Current FP8 FLOPS	Displays the current floating-point operations per second in FP8 precision.
Node conditions	Displays the current conditions of the Nodes.
Alerts	Displays active alerts related to this resource.
Nodes (Range)	Shows the individual Pods, their running status, and uptime on each Node.
GPU Temperatures Running Jobs	Shows the GPU temperatures for running jobs.
GPU Core Utilization	Shows GPU core usage.
SM Utilization	Shows the utilization of streaming multiprocessors on the GPU.
GPU Mem Copy	Shows GPU memory copy operations.
Tensor Core Util	Shows the utilization of Tensor Cores.
Current FP8	Shows the current FP8 performance.
VRAM Usage	Displays the video RAM usage.
GPUs Temperature	Displays the temperature of the GPUs.
InfiniBand Aggregate Bandwidth	Shows the total network bandwidth over the InfiniBand interconnect.
GPUs Power Usage	Displays the power consumption of the GPUs.

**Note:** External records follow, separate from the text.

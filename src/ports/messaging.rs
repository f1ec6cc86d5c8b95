//! Messaging port: outbound text and interactive messages

use async_trait::async_trait;
use serde::Serialize;
use std::sync::Arc;
use std::time::Duration;
use thiserror::Error;

#[derive(Debug, Clone, PartialEq, Eq, Serialize)]
pub struct ReplyButton {
    pub id: String,
    pub title: String,
}

impl ReplyButton {
    pub fn new(id: impl Into<String>, title: impl Into<String>) -> Self {
        Self {
            id: id.into(),
            title: title.into(),
        }
    }
}

#[derive(Debug, Clone, PartialEq, Eq, Serialize)]
pub struct ListRow {
    pub id: String,
    pub title: String,
    #[serde(skip_serializing_if = "Option::is_none")]
    pub description: Option<String>,
}

impl ListRow {
    pub fn new(id: impl Into<String>, title: impl Into<String>) -> Self {
        Self {
            id: id.into(),
            title: title.into(),
            description: None,
        }
    }

    pub fn with_description(mut self, description: impl Into<String>) -> Self {
        self.description = Some(description.into());
        self
    }
}

#[derive(Debug, Clone, PartialEq, Eq, Serialize)]
pub struct ListSection {
    pub title: String,
    pub rows: Vec<ListRow>,
}

#[derive(Debug, Clone, PartialEq, Eq, Serialize)]
#[serde(tag = "type", rename_all = "snake_case")]
pub enum InteractiveAction {
    Buttons {
        buttons: Vec<ReplyButton>,
    },
    List {
        button: String,
        sections: Vec<ListSection>,
    },
}

/// A message with reply buttons or a selection list
#[derive(Debug, Clone, PartialEq, Eq, Serialize)]
pub struct InteractiveMessage {
    pub body: String,
    pub action: InteractiveAction,
}

impl InteractiveMessage {
    pub fn buttons(body: impl Into<String>, buttons: Vec<ReplyButton>) -> Self {
        Self {
            body: body.into(),
            action: InteractiveAction::Buttons { buttons },
        }
    }

    pub fn list(
        body: impl Into<String>,
        button: impl Into<String>,
        sections: Vec<ListSection>,
    ) -> Self {
        Self {
            body: body.into(),
            action: InteractiveAction::List {
                button: button.into(),
                sections,
            },
        }
    }
}

/// Record of one message a request produced
#[derive(Debug, Clone, PartialEq, Eq, Serialize)]
#[serde(tag = "type", rename_all = "snake_case")]
pub enum OutboundMessage {
    Text {
        to: String,
        body: String,
    },
    Interactive {
        to: String,
        message: InteractiveMessage,
    },
}

impl OutboundMessage {
    pub fn body(&self) -> &str {
        match self {
            OutboundMessage::Text { body, .. } => body,
            OutboundMessage::Interactive { message, .. } => &message.body,
        }
    }
}

#[derive(Debug, Error)]
#[error("{message}")]
pub struct MessagingError {
    pub kind: MessagingErrorKind,
    pub message: String,
    pub retry_after: Option<Duration>,
}

impl MessagingError {
    pub fn new(kind: MessagingErrorKind, message: impl Into<String>) -> Self {
        Self {
            kind,
            message: message.into(),
            retry_after: None,
        }
    }

    pub fn with_retry_after(mut self, duration: Duration) -> Self {
        self.retry_after = Some(duration);
        self
    }

    pub fn network(message: impl Into<String>) -> Self {
        Self::new(MessagingErrorKind::Network, message)
    }

    pub fn rate_limit(message: impl Into<String>) -> Self {
        Self::new(MessagingErrorKind::RateLimit, message)
    }

    pub fn auth(message: impl Into<String>) -> Self {
        Self::new(MessagingErrorKind::Auth, message)
    }

    pub fn rejected(message: impl Into<String>) -> Self {
        Self::new(MessagingErrorKind::Rejected, message)
    }
}

#[derive(Debug, Clone, Copy, PartialEq, Eq)]
pub enum MessagingErrorKind {
    /// Transport failure or timeout
    Network,
    /// Provider throttled the sender (429)
    RateLimit,
    /// Credentials rejected (401, 403)
    Auth,
    /// Provider refused the message itself
    Rejected,
}

#[async_trait]
pub trait MessagingPort: Send + Sync {
    async fn send_text(&self, recipient: &str, text: &str) -> Result<(), MessagingError>;

    async fn send_interactive(
        &self,
        recipient: &str,
        message: &InteractiveMessage,
    ) -> Result<(), MessagingError>;
}

#[async_trait]
impl<T: MessagingPort + ?Sized> MessagingPort for Arc<T> {
    async fn send_text(&self, recipient: &str, text: &str) -> Result<(), MessagingError> {
        (**self).send_text(recipient, text).await
    }

    async fn send_interactive(
        &self,
        recipient: &str,
        message: &InteractiveMessage,
    ) -> Result<(), MessagingError> {
        (**self).send_interactive(recipient, message).await
    }
}
//! Backend API port: the business operations components call

use crate::state::{AccountSummary, ActionRecord, AuthState, Dashboard};
use async_trait::async_trait;
use chrono::{DateTime, Utc};
use serde::{Deserialize, Serialize};
use std::sync::Arc;
use std::time::Duration;
use thiserror::Error;

/// Credentials and dashboard returned by login and onboarding
#[derive(Debug, Clone, PartialEq, Serialize, Deserialize)]
pub struct MemberSession {
    pub dashboard: Dashboard,
    pub auth: AuthState,
}

#[derive(Debug, Clone, PartialEq)]
pub enum LoginResponse {
    Member(MemberSession),
    /// No member is registered for this phone number
    NotMember,
}

#[derive(Debug, Clone, PartialEq, Serialize)]
#[serde(rename_all = "camelCase")]
pub struct OnboardRequest {
    pub first_name: String,
    pub last_name: String,
    pub phone: String,
    pub default_denom: String,
}

#[derive(Debug, Clone, PartialEq, Serialize)]
#[serde(rename_all = "camelCase")]
pub struct OfferRequest {
    pub issuer_account_id: String,
    pub receiver_account_id: String,
    /// Decimal amount as text
    pub amount: String,
    pub denomination: String,
    pub secured: bool,
}

/// Result of a business action
#[derive(Debug, Clone, PartialEq, Serialize, Deserialize)]
pub struct ActionResponse {
    pub action: ActionRecord,
    #[serde(default)]
    pub dashboard: Option<Dashboard>,
}

#[derive(Debug, Clone, PartialEq, Serialize, Deserialize)]
pub struct LedgerEntry {
    pub id: String,
    pub counterparty: String,
    /// Signed decimal amount as text, negative for outgoing
    pub amount: String,
    pub denomination: String,
    pub timestamp: DateTime<Utc>,
}

#[derive(Debug, Clone, PartialEq, Serialize, Deserialize)]
pub struct LedgerPage {
    pub entries: Vec<LedgerEntry>,
    #[serde(default)]
    pub has_more: bool,
}

/// Backend error with classification
#[derive(Debug, Error)]
#[error("{message}")]
pub struct ApiError {
    pub kind: ApiErrorKind,
    pub message: String,
    /// Request field the backend blamed, if any
    pub field: Option<String>,
    pub retry_after: Option<Duration>,
}

impl ApiError {
    pub fn new(kind: ApiErrorKind, message: impl Into<String>) -> Self {
        Self {
            kind,
            message: message.into(),
            field: None,
            retry_after: None,
        }
    }

    pub fn with_field(mut self, field: impl Into<String>) -> Self {
        self.field = Some(field.into());
        self
    }

    pub fn with_retry_after(mut self, duration: Duration) -> Self {
        self.retry_after = Some(duration);
        self
    }

    pub fn network(message: impl Into<String>) -> Self {
        Self::new(ApiErrorKind::Network, message)
    }

    pub fn rate_limit(message: impl Into<String>) -> Self {
        Self::new(ApiErrorKind::RateLimit, message)
    }

    pub fn server_error(message: impl Into<String>) -> Self {
        Self::new(ApiErrorKind::ServerError, message)
    }

    pub fn auth(message: impl Into<String>) -> Self {
        Self::new(ApiErrorKind::Auth, message)
    }

    pub fn invalid_request(message: impl Into<String>) -> Self {
        Self::new(ApiErrorKind::InvalidRequest, message)
    }

    pub fn business(message: impl Into<String>) -> Self {
        Self::new(ApiErrorKind::Business, message)
    }

    pub fn unknown(message: impl Into<String>) -> Self {
        Self::new(ApiErrorKind::Unknown, message)
    }
}

#[derive(Debug, Clone, Copy, PartialEq, Eq)]
pub enum ApiErrorKind {
    /// Network issues, timeouts - retryable
    Network,
    /// Rate limited (429) - retryable with backoff
    RateLimit,
    /// Server error (5xx) - retryable
    ServerError,
    /// Authentication failed (401, 403)
    Auth,
    /// Malformed request (400 without a business message)
    InvalidRequest,
    /// The backend refused the operation with a user-facing reason
    Business,
    Unknown,
}

impl ApiErrorKind {
    pub fn is_retryable(&self) -> bool {
        matches!(self, Self::Network | Self::RateLimit | Self::ServerError)
    }
}

#[async_trait]
pub trait BackendApi: Send + Sync {
    async fn login(&self, phone: &str) -> Result<LoginResponse, ApiError>;

    async fn onboard_member(&self, request: &OnboardRequest) -> Result<MemberSession, ApiError>;

    /// Resolve an account handle to the account it names
    async fn validate_handle(
        &self,
        auth: &AuthState,
        handle: &str,
    ) -> Result<AccountSummary, ApiError>;

    async fn create_offer(
        &self,
        auth: &AuthState,
        request: &OfferRequest,
    ) -> Result<ActionResponse, ApiError>;

    async fn accept_offer(&self, auth: &AuthState, offer_id: &str)
        -> Result<ActionResponse, ApiError>;

    async fn decline_offer(
        &self,
        auth: &AuthState,
        offer_id: &str,
    ) -> Result<ActionResponse, ApiError>;

    async fn cancel_offer(&self, auth: &AuthState, offer_id: &str)
        -> Result<ActionResponse, ApiError>;

    async fn get_ledger(
        &self,
        auth: &AuthState,
        account_id: &str,
        start_row: u32,
        num_rows: u32,
    ) -> Result<LedgerPage, ApiError>;

    async fn upgrade_tier(&self, auth: &AuthState, tier: u8) -> Result<ActionResponse, ApiError>;
}

#[async_trait]
impl<T: BackendApi + ?Sized> BackendApi for Arc<T> {
    async fn login(&self, phone: &str) -> Result<LoginResponse, ApiError> {
        (**self).login(phone).await
    }

    async fn onboard_member(&self, request: &OnboardRequest) -> Result<MemberSession, ApiError> {
        (**self).onboard_member(request).await
    }

    async fn validate_handle(
        &self,
        auth: &AuthState,
        handle: &str,
    ) -> Result<AccountSummary, ApiError> {
        (**self).validate_handle(auth, handle).await
    }

    async fn create_offer(
        &self,
        auth: &AuthState,
        request: &OfferRequest,
    ) -> Result<ActionResponse, ApiError> {
        (**self).create_offer(auth, request).await
    }

    async fn accept_offer(
        &self,
        auth: &AuthState,
        offer_id: &str,
    ) -> Result<ActionResponse, ApiError> {
        (**self).accept_offer(auth, offer_id).await
    }

    async fn decline_offer(
        &self,
        auth: &AuthState,
        offer_id: &str,
    ) -> Result<ActionResponse, ApiError> {
        (**self).decline_offer(auth, offer_id).await
    }

    async fn cancel_offer(
        &self,
        auth: &AuthState,
        offer_id: &str,
    ) -> Result<ActionResponse, ApiError> {
        (**self).cancel_offer(auth, offer_id).await
    }

    async fn get_ledger(
        &self,
        auth: &AuthState,
        account_id: &str,
        start_row: u32,
        num_rows: u32,
    ) -> Result<LedgerPage, ApiError> {
        (**self)
            .get_ledger(auth, account_id, start_row, num_rows)
            .await
    }

    async fn upgrade_tier(&self, auth: &AuthState, tier: u8) -> Result<ActionResponse, ApiError> {
        (**self).upgrade_tier(auth, tier).await
    }
}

Local Max Disk I/O Utilization (1m)	Shows the maximum disk I/O utilization on the local disk over 1 minute.
Local Avg Bytes Read / Written Per Nod	Shows the average bytes read/written per Node on the local disk.
Local Total Bytes Read / Written (2m)	Shows the total bytes read/written on the local disk over 2 minutes.
Local Total Read / Write Rate (2m)	Shows the total read/write rate on the local disk over 2 minutes.
NFS Average Request Time by Operation	Shows duration requests took from when a request was enqueued to when it was completely handled for a given operation, in seconds.
NFS Avg Bytes Read / Written Per Node	Shows the average bytes read/written per Node on the NFS.
NFS Total Bytes Read / Written (2m)	Shows the total bytes read/written on the NFS over 2 minutes.
NFS Total Read / Write Rate (2m)	Shows the total read/write rate on the NFS over 2 minutes.
NFS Average Response Time by Operation	Shows duration requests took to get a reply back after a request for a given operation was transmitted, in seconds.
NFS Avg Write Rate Per Active Node (2m)	Shows the average NFS write rate per active Node. Only includes Nodes reading/writing over 10KB/s.
NFS Avg Read Rate Per Active Node (2m)	Shows the average NFS read rate per active Node. Only includes Nodes reading/writing over 10KB/s.
NFS Nodes with Retransmissions	Shows the count of NFS Nodes experiencing network retransmissions.